● **Problem**
If a line of the data below holds the word "deliver", list it.

● **Input data**

//! # Actions
//!
//! Everything that can happen in fuelmap becomes an `Action`.
//! User presses `2`? That's `Action::SelectFuel(Some(FuelType::Unleaded95))`.
//! A fetch finishes? That's `Action::FetchCompleted { .. }`.
//!
//! The `update()` function takes the current state and an action, applies
//! the whole change as one step, then returns the effects the adapter should
//! run. No I/O happens here.
//!
//! ```text
//! State + Action  →  update()  →  New State + [Effect]
//! ```

use log::{debug, info, warn};

use crate::core::error::CoreError;
use crate::core::fuel::FuelType;
use crate::core::presentation::Presentation;
use crate::core::state::{App, FetchToken, PositionFix};
use crate::core::station::StationCollection;
use crate::core::view::ViewMode;

#[derive(Debug)]
pub enum Action {
    /// Start a new fetch. Any fetch still in flight is superseded.
    Refresh,
    FetchCompleted {
        token: FetchToken,
        position: PositionFix,
        result: Result<StationCollection, CoreError>,
    },
    SelectFuel(Option<FuelType>),
    ToggleView,
    ShowView(ViewMode),
    DismissAdvisory,
    Quit,
}

#[derive(Debug)]
pub enum Effect {
    /// Locate, then fetch stations; report back with `Action::FetchCompleted`.
    Fetch(FetchToken),
    Present(Presentation),
    Quit,
}

pub fn update(app: &mut App, action: Action) -> Vec<Effect> {
    match action {
        Action::Refresh => {
            let token = app.fetches.issue();
            app.is_loading = true;
            app.status_message = String::from("Fetching stations...");
            debug!("Issued fetch token {}", token.value());
            vec![Effect::Fetch(token)]
        }

        Action::FetchCompleted {
            token,
            position,
            result,
        } => {
            if !app.fetches.is_current(token) {
                debug!("Discarding superseded fetch response (token {})", token.value());
                return Vec::new();
            }
            app.is_loading = false;

            let mut advisories = Vec::new();
            if let Some(reason) = &position.fallback {
                warn!("Using default position: {}", reason);
                advisories.push(reason.advisory());
            }

            let effects = match result {
                Ok(collection) => {
                    info!("Snapshot replaced: {} stations", collection.len());
                    app.position = Some(position);
                    app.stations = collection;
                    app.status_message = format!("{} stations nearby", app.stations.len());
                    let focus_effects =
                        app.focus
                            .recompute(app.stations.stations(), app.fuel, app.view.mode());
                    present(app.view.route(&app.stations, app.fuel, focus_effects, true))
                }
                Err(error) => {
                    warn!("Keeping previous snapshot: {}", error);
                    advisories.push(error.advisory());
                    app.status_message = String::from("Refresh failed");
                    Vec::new()
                }
            };

            app.advisory = if advisories.is_empty() {
                None
            } else {
                Some(advisories.join(" "))
            };
            effects
        }

        Action::SelectFuel(fuel) => {
            if fuel == app.fuel {
                return Vec::new();
            }
            app.fuel = fuel;
            app.status_message = match fuel {
                Some(fuel) => format!("Fuel: {}", fuel.label()),
                None => String::from("No fuel selected"),
            };
            let focus_effects = app
                .focus
                .recompute(app.stations.stations(), app.fuel, app.view.mode());
            present(app.view.route(&app.stations, app.fuel, focus_effects, false))
        }

        Action::ToggleView => {
            let presentations = app.view.toggle(&app.stations, app.fuel, &app.focus);
            app.status_message = format!("View: {}", app.view.mode().label());
            present(presentations)
        }

        Action::ShowView(mode) => {
            let presentations = app.view.switch_to(mode, &app.stations, app.fuel, &app.focus);
            app.status_message = format!("View: {}", mode.label());
            present(presentations)
        }

        Action::DismissAdvisory => {
            app.advisory = None;
            Vec::new()
        }

        Action::Quit => vec![Effect::Quit],
    }
}

fn present(presentations: Vec<Presentation>) -> Vec<Effect> {
    presentations.into_iter().map(Effect::Present).collect()
}

#[cfg(test)]
mod tests {
    use super::*;
    use crate::core::focus::{Focus, FocusEffect};
    use crate::core::presentation::PresentationSink;
    use crate::test_support::{
        RecordingSink, SinkEvent, end_to_end_collection, names, test_app, test_position,
    };
    use FuelType::*;

    fn issue(app: &mut App) -> FetchToken {
        match update(app, Action::Refresh).as_slice() {
            [Effect::Fetch(token)] => *token,
            other => panic!("expected a single fetch effect, got {:?}", other),
        }
    }

    fn complete(
        app: &mut App,
        token: FetchToken,
        result: Result<StationCollection, CoreError>,
    ) -> Vec<Effect> {
        update(
            app,
            Action::FetchCompleted {
                token,
                position: PositionFix::located(test_position()),
                result,
            },
        )
    }

    fn deliver(effects: &[Effect], sink: &mut dyn PresentationSink) {
        for effect in effects {
            if let Effect::Present(p) = effect {
                p.deliver(sink);
            }
        }
    }

    fn loaded_app(mode: ViewMode) -> App {
        let mut app = App::new(Some(Unleaded91), mode);
        let token = issue(&mut app);
        complete(&mut app, token, Ok(end_to_end_collection()));
        app
    }

    #[test]
    fn test_refresh_issues_fetch_and_marks_loading() {
        let mut app = test_app();
        let token = issue(&mut app);
        assert!(app.is_loading);
        assert!(app.fetches.is_current(token));
    }

    #[test]
    fn test_successful_fetch_places_pins_and_focuses_cheapest() {
        let mut app = test_app();
        let token = issue(&mut app);

        let effects = complete(&mut app, token, Ok(end_to_end_collection()));
        let mut sink = RecordingSink::default();
        deliver(&effects, &mut sink);

        assert!(!app.is_loading);
        assert_eq!(app.stations.len(), 2);
        assert_eq!(app.focus.focused().map(|s| s.name.as_str()), Some("BP"));
        assert!(matches!(sink.events[0], SinkEvent::Pins(2)));
        assert!(sink.events.iter().any(|e| matches!(e, SinkEvent::Focus(FocusEffect::CenterOn { .. }))));
        assert!(sink.events.iter().any(|e| matches!(e, SinkEvent::Focus(FocusEffect::RevealDetail { .. }))));
        assert!(app.advisory.is_none());
    }

    #[test]
    fn test_stale_response_is_discarded() {
        let mut app = test_app();
        let stale = issue(&mut app);
        let fresh = issue(&mut app);

        complete(&mut app, fresh, Ok(end_to_end_collection()));
        let effects = complete(&mut app, stale, Ok(StationCollection::empty()));

        assert!(effects.is_empty());
        assert_eq!(app.stations.len(), 2);
        assert_eq!(app.focus.focused().map(|s| s.name.as_str()), Some("BP"));
    }

    #[test]
    fn test_stale_response_does_not_end_loading() {
        let mut app = test_app();
        let stale = issue(&mut app);
        let _fresh = issue(&mut app);

        complete(&mut app, stale, Ok(end_to_end_collection()));

        assert!(app.is_loading);
        assert!(app.stations.is_empty());
    }

    #[test]
    fn test_fetch_failure_preserves_state() {
        let mut app = loaded_app(ViewMode::Ranked);
        let before_snapshot = app.stations.clone();
        let before_focus = app.focus.focus().clone();
        let before_ranking = crate::core::view::ranked_view(app.stations.stations(), app.fuel);

        let token = issue(&mut app);
        let effects = complete(&mut app, token, Err(CoreError::fetch_failure("HTTP 503")));

        assert!(effects.is_empty());
        assert!(app.stations.same_snapshot(&before_snapshot));
        assert_eq!(app.focus.focus(), &before_focus);
        assert_eq!(
            crate::core::view::ranked_view(app.stations.stations(), app.fuel),
            before_ranking
        );
        let advisory = app.advisory.as_deref().unwrap();
        assert!(advisory.contains("HTTP 503"));
        assert!(!app.is_loading);
    }

    #[test]
    fn test_fetch_failure_keeps_previous_position() {
        let mut app = loaded_app(ViewMode::Spatial);
        let elsewhere = crate::core::station::Position::new(-41.29, 174.78).unwrap();

        let token = issue(&mut app);
        update(
            &mut app,
            Action::FetchCompleted {
                token,
                position: PositionFix::defaulted(
                    elsewhere,
                    CoreError::permission_denied("permission denied"),
                ),
                result: Err(CoreError::fetch_failure("offline")),
            },
        );

        assert_eq!(app.position.as_ref().map(|fix| fix.position), Some(test_position()));
        let advisory = app.advisory.as_deref().unwrap();
        assert!(advisory.contains("default position"));
        assert!(advisory.contains("offline"));
    }

    #[test]
    fn test_successful_fetch_clears_previous_advisory() {
        let mut app = test_app();
        let token = issue(&mut app);
        complete(&mut app, token, Err(CoreError::fetch_failure("offline")));
        assert!(app.advisory.is_some());

        let token = issue(&mut app);
        complete(&mut app, token, Ok(end_to_end_collection()));
        assert!(app.advisory.is_none());
    }

    #[test]
    fn test_default_position_produces_advisory_and_continues() {
        let mut app = test_app();
        let token = issue(&mut app);

        update(
            &mut app,
            Action::FetchCompleted {
                token,
                position: PositionFix::defaulted(
                    test_position(),
                    CoreError::permission_denied("permission denied"),
                ),
                result: Ok(end_to_end_collection()),
            },
        );

        assert_eq!(app.stations.len(), 2);
        assert!(app.position.as_ref().unwrap().is_default());
        assert!(app.advisory.as_deref().unwrap().contains("default position"));
    }

    #[test]
    fn test_fuel_change_with_no_offeror_cancels_reveal() {
        let mut app = loaded_app(ViewMode::Spatial);

        let effects = update(&mut app, Action::SelectFuel(Some(Unleaded98)));

        assert_eq!(app.focus.focus(), &Focus::Unfocused);
        assert!(matches!(
            effects.as_slice(),
            [Effect::Present(Presentation::Focus(FocusEffect::CancelReveal { .. }))]
        ));
    }

    #[test]
    fn test_same_fuel_selection_is_a_no_op() {
        let mut app = loaded_app(ViewMode::Spatial);
        assert!(update(&mut app, Action::SelectFuel(Some(Unleaded91))).is_empty());
    }

    #[test]
    fn test_fuel_change_in_ranked_mode_reranks_without_reveal() {
        let mut app = loaded_app(ViewMode::Ranked);

        let effects = update(&mut app, Action::SelectFuel(Some(Diesel)));
        let mut sink = RecordingSink::default();
        deliver(&effects, &mut sink);

        assert_eq!(sink.events.len(), 1);
        assert_eq!(sink.last_ranked.as_deref().map(names), Some(vec!["BP"]));
        assert_eq!(app.focus.focused().map(|s| s.name.as_str()), Some("BP"));
    }

    #[test]
    fn test_switching_modes_keeps_fuel_selection() {
        let mut app = loaded_app(ViewMode::Spatial);
        update(&mut app, Action::ToggleView);
        assert_eq!(app.mode(), ViewMode::Ranked);
        update(&mut app, Action::ToggleView);
        assert_eq!(app.mode(), ViewMode::Spatial);
        assert_eq!(app.fuel, Some(Unleaded91));
    }

    #[test]
    fn test_reentering_spatial_twice_replays_identical_effects() {
        let mut app = loaded_app(ViewMode::Spatial);

        let mut first = RecordingSink::default();
        deliver(&update(&mut app, Action::ShowView(ViewMode::Spatial)), &mut first);
        let mut second = RecordingSink::default();
        deliver(&update(&mut app, Action::ShowView(ViewMode::Spatial)), &mut second);

        assert_eq!(first.events.len(), 2);
        assert_eq!(first.events, second.events);
    }

    #[test]
    fn test_end_to_end_scenario() {
        let mut app = loaded_app(ViewMode::Spatial);
        assert_eq!(app.focus.focused().unwrap().name, "BP");

        let mut sink = RecordingSink::default();
        deliver(&update(&mut app, Action::ToggleView), &mut sink);
        assert_eq!(sink.last_ranked.as_deref().map(names), Some(vec!["BP", "Shell"]));

        deliver(&update(&mut app, Action::SelectFuel(Some(Diesel))), &mut sink);
        assert_eq!(app.focus.focused().unwrap().name, "BP");
        assert_eq!(sink.last_ranked.as_deref().map(names), Some(vec!["BP"]));
    }

    #[test]
    fn test_dismiss_and_quit() {
        let mut app = test_app();
        app.advisory = Some("something".to_string());
        assert!(update(&mut app, Action::DismissAdvisory).is_empty());
        assert!(app.advisory.is_none());
        assert!(matches!(update(&mut app, Action::Quit).as_slice(), [Effect::Quit]));
    }
}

● **Response to the task**
    fn deliver(effects: &[Effect], sink: &mut dyn PresentationSink) {
                p.deliver(sink);
        deliver(&effects, &mut sink);
        deliver(&effects, &mut sink);
        deliver(&update(&mut app, Action::ShowView(ViewMode::Spatial)), &mut first);
        deliver(&update(&mut app, Action::ShowView(ViewMode::Spatial)), &mut second);
        deliver(&update(&mut app, Action::ToggleView), &mut sink);
        deliver(&update(&mut app, Action::SelectFuel(Some(Diesel))), &mut sink);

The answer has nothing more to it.